TASK GOAL - Copy out the data so that nothing differs from the original.

DATASET CONTENT -

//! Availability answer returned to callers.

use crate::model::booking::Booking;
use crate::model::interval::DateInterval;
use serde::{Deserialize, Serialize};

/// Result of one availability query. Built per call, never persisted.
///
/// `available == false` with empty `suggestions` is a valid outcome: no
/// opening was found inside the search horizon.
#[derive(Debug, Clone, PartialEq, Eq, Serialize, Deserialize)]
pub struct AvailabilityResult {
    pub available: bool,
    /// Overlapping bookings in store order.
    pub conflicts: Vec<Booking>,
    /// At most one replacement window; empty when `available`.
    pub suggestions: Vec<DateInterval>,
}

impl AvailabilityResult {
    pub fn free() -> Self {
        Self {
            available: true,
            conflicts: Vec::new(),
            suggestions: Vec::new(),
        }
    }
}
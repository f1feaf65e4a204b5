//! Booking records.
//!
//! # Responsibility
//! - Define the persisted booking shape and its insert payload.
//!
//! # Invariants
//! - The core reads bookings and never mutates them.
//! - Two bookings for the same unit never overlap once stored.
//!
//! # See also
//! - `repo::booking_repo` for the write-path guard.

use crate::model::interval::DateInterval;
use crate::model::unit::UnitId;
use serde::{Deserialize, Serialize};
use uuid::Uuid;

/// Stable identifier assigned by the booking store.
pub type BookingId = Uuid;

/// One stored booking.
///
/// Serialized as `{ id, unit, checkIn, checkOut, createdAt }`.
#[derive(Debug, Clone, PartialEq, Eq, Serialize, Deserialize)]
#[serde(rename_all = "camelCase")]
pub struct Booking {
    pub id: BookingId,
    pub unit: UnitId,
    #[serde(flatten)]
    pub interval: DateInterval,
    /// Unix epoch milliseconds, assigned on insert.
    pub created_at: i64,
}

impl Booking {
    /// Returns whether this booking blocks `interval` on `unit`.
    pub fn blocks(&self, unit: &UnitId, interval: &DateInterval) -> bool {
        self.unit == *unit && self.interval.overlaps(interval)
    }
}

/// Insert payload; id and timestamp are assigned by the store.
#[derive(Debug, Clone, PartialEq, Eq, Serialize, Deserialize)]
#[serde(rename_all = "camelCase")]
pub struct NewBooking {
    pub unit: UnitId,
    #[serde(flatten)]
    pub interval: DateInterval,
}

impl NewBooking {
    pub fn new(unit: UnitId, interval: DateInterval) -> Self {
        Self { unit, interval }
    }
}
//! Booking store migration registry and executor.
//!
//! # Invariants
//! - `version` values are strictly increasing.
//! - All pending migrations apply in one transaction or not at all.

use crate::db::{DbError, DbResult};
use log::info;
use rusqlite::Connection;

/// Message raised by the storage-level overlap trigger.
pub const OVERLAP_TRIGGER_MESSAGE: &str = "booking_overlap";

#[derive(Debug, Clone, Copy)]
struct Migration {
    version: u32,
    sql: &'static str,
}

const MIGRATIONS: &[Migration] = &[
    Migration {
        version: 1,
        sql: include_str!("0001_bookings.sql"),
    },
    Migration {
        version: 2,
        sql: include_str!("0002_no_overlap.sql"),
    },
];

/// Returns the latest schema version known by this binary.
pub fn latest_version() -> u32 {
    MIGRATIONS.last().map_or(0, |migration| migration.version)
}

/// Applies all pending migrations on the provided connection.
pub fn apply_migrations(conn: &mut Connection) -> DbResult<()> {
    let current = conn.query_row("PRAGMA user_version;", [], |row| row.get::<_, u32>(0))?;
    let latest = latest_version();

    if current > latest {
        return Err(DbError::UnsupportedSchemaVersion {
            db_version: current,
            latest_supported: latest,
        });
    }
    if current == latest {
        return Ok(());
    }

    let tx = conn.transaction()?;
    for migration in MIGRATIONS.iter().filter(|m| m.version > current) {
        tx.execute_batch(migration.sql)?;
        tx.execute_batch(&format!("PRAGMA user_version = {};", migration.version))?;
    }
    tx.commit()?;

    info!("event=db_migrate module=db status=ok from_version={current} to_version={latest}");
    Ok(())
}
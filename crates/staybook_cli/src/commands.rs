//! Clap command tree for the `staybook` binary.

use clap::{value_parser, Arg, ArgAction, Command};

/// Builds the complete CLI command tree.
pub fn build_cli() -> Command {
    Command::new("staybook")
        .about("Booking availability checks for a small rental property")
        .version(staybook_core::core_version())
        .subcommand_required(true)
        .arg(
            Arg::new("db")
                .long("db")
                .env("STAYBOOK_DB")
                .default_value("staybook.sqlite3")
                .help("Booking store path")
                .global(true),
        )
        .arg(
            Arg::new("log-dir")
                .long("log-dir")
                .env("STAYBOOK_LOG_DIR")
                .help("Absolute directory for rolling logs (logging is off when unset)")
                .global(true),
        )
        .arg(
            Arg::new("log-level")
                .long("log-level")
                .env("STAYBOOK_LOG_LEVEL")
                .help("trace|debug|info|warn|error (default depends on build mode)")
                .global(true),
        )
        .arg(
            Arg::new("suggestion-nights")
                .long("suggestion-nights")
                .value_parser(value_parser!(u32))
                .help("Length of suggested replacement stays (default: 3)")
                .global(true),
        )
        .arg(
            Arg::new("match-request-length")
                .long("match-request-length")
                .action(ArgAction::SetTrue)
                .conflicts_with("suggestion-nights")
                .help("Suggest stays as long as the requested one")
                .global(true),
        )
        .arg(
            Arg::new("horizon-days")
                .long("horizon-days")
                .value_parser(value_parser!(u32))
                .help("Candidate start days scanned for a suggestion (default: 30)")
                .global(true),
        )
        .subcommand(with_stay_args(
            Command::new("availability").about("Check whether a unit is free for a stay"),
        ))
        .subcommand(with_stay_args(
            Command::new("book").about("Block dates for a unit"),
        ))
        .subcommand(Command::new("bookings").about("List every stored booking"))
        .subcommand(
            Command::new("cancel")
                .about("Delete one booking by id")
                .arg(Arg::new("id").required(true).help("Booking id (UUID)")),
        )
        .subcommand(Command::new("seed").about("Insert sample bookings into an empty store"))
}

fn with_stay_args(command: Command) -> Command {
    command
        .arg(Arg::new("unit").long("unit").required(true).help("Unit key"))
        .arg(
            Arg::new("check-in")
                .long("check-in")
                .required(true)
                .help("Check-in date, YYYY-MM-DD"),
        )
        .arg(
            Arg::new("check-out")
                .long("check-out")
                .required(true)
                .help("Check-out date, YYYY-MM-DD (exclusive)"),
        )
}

EXERCISE ANSWER -
//! Availability answer returned to callers.

use crate::model::booking::Booking;
use crate::model::interval::DateInterval;
use serde::{Deserialize, Serialize};

/// Result of one availability query. Built per call, never persisted.
///
/// `available == false` with empty `suggestions` is a valid outcome: no
/// opening was found inside the search horizon.
#[derive(Debug, Clone, PartialEq, Eq, Serialize, Deserialize)]
pub struct AvailabilityResult {
    pub available: bool,
    /// Overlapping bookings in store order.
    pub conflicts: Vec<Booking>,
    /// At most one replacement window; empty when `available`.
    pub suggestions: Vec<DateInterval>,
}

impl AvailabilityResult {
    pub fn free() -> Self {
        Self {
            available: true,
            conflicts: Vec::new(),
            suggestions: Vec::new(),
        }
    }
}
repository f1feaf65e4a204b5
//! Booking records.
//!
//! # Responsibility
//! - Define the persisted booking shape and its insert payload.
//!
//! # Invariants
//! - The core reads bookings and never mutates them.
//! - Two bookings for the same unit never overlap once stored.
//!
//! # See also
//! - `repo::booking_repo` for the write-path guard.

use crate::model::interval::DateInterval;
use crate::model::unit::UnitId;
use serde::{Deserialize, Serialize};
use uuid::Uuid;

/// Stable identifier assigned by the booking store.
pub type BookingId = Uuid;

/// One stored booking.
///
/// Serialized as `{ id, unit, checkIn, checkOut, createdAt }`.
#[derive(Debug, Clone, PartialEq, Eq, Serialize, Deserialize)]
#[serde(rename_all = "camelCase")]
pub struct Booking {
    pub id: BookingId,
    pub unit: UnitId,
    #[serde(flatten)]
    pub interval: DateInterval,
    /// Unix epoch milliseconds, assigned on insert.
    pub created_at: i64,
}

impl Booking {
    /// Returns whether this booking blocks `interval` on `unit`.
    pub fn blocks(&self, unit: &UnitId, interval: &DateInterval) -> bool {
        self.unit == *unit && self.interval.overlaps(interval)
    }
}

/// Insert payload; id and timestamp are assigned by the store.
#[derive(Debug, Clone, PartialEq, Eq, Serialize, Deserialize)]
#[serde(rename_all = "camelCase")]
pub struct NewBooking {
    pub unit: UnitId,
    #[serde(flatten)]
    pub interval: DateInterval,
}

impl NewBooking {
    pub fn new(unit: UnitId, interval: DateInterval) -> Self {
        Self { unit, interval }
    }
}
//! Booking store migration registry and executor.
//!
//! # Invariants
//! - `version` values are strictly increasing.
//! - All pending migrations apply in one transaction or not at all.

use crate::db::{DbError, DbResult};
use log::info;
use rusqlite::Connection;

/// Message raised by the storage-level overlap trigger.
pub const OVERLAP_TRIGGER_MESSAGE: &str = "booking_overlap";

#[derive(Debug, Clone, Copy)]
struct Migration {
    version: u32,
    sql: &'static str,
}

const MIGRATIONS: &[Migration] = &[
    Migration {
        version: 1,
        sql: include_str!("0001_bookings.sql"),
    },
    Migration {
        version: 2,
        sql: include_str!("0002_no_overlap.sql"),
    },
];

/// Returns the latest schema version known by this binary.
pub fn latest_version() -> u32 {
    MIGRATIONS.last().map_or(0, |migration| migration.version)
}

/// Applies all pending migrations on the provided connection.
pub fn apply_migrations(conn: &mut Connection) -> DbResult<()> {
    let current = conn.query_row("PRAGMA user_version;", [], |row| row.get::<_, u32>(0))?;
    let latest = latest_version();

    if current > latest {
        return Err(DbError::UnsupportedSchemaVersion {
            db_version: current,
            latest_supported: latest,
        });
    }
    if current == latest {
        return Ok(());
    }

    let tx = conn.transaction()?;
    for migration in MIGRATIONS.iter().filter(|m| m.version > current) {
        tx.execute_batch(migration.sql)?;
        tx.execute_batch(&format!("PRAGMA user_version = {};", migration.version))?;
    }
    tx.commit()?;

    info!("event=db_migrate module=db status=ok from_version={current} to_version={latest}");
    Ok(())
}
filename crates/staybook_cli/src/commands.rs
//! Clap command tree for the `staybook` binary.

use clap::{value_parser, Arg, ArgAction, Command};

/// Builds the complete CLI command tree.
pub fn build_cli() -> Command {
    Command::new("staybook")
        .about("Booking availability checks for a small rental property")
        .version(staybook_core::core_version())
        .subcommand_required(true)
        .arg(
            Arg::new("db")
                .long("db")
                .env("STAYBOOK_DB")
                .default_value("staybook.sqlite3")
                .help("Booking store path")
                .global(true),
        )
        .arg(
            Arg::new("log-dir")
                .long("log-dir")
                .env("STAYBOOK_LOG_DIR")
                .help("Absolute directory for rolling logs (logging is off when unset)")
                .global(true),
        )
        .arg(
            Arg::new("log-level")
                .long("log-level")
                .env("STAYBOOK_LOG_LEVEL")
                .help("trace|debug|info|warn|error (default depends on build mode)")
                .global(true),
        )
        .arg(
            Arg::new("suggestion-nights")
                .long("suggestion-nights")
                .value_parser(value_parser!(u32))
                .help("Length of suggested replacement stays (default: 3)")
                .global(true),
        )
        .arg(
            Arg::new("match-request-length")
                .long("match-request-length")
                .action(ArgAction::SetTrue)
                .conflicts_with("suggestion-nights")
                .help("Suggest stays as long as the requested one")
                .global(true),
        )
        .arg(
            Arg::new("horizon-days")
                .long("horizon-days")
                .value_parser(value_parser!(u32))
                .help("Candidate start days scanned for a suggestion (default: 30)")
                .global(true),
        )
        .subcommand(with_stay_args(
            Command::new("availability").about("Check whether a unit is free for a stay"),
        ))
        .subcommand(with_stay_args(
            Command::new("book").about("Block dates for a unit"),
        ))
        .subcommand(Command::new("bookings").about("List every stored booking"))
        .subcommand(
            Command::new("cancel")
                .about("Delete one booking by id")
                .arg(Arg::new("id").required(true).help("Booking id (UUID)")),
        )
        .subcommand(Command::new("seed").about("Insert sample bookings into an empty store"))
}

fn with_stay_args(command: Command) -> Command {
    command
        .arg(Arg::new("unit").long("unit").required(true).help("Unit key"))
        .arg(
            Arg::new("check-in")
                .long("check-in")
                .required(true)
                .help("Check-in date, YYYY-MM-DD"),
        )
        .arg(
            Arg::new("check-out")
                .long("check-out")
                .required(true)
                .help("Check-out date, YYYY-MM-DD (exclusive)"),
        )
}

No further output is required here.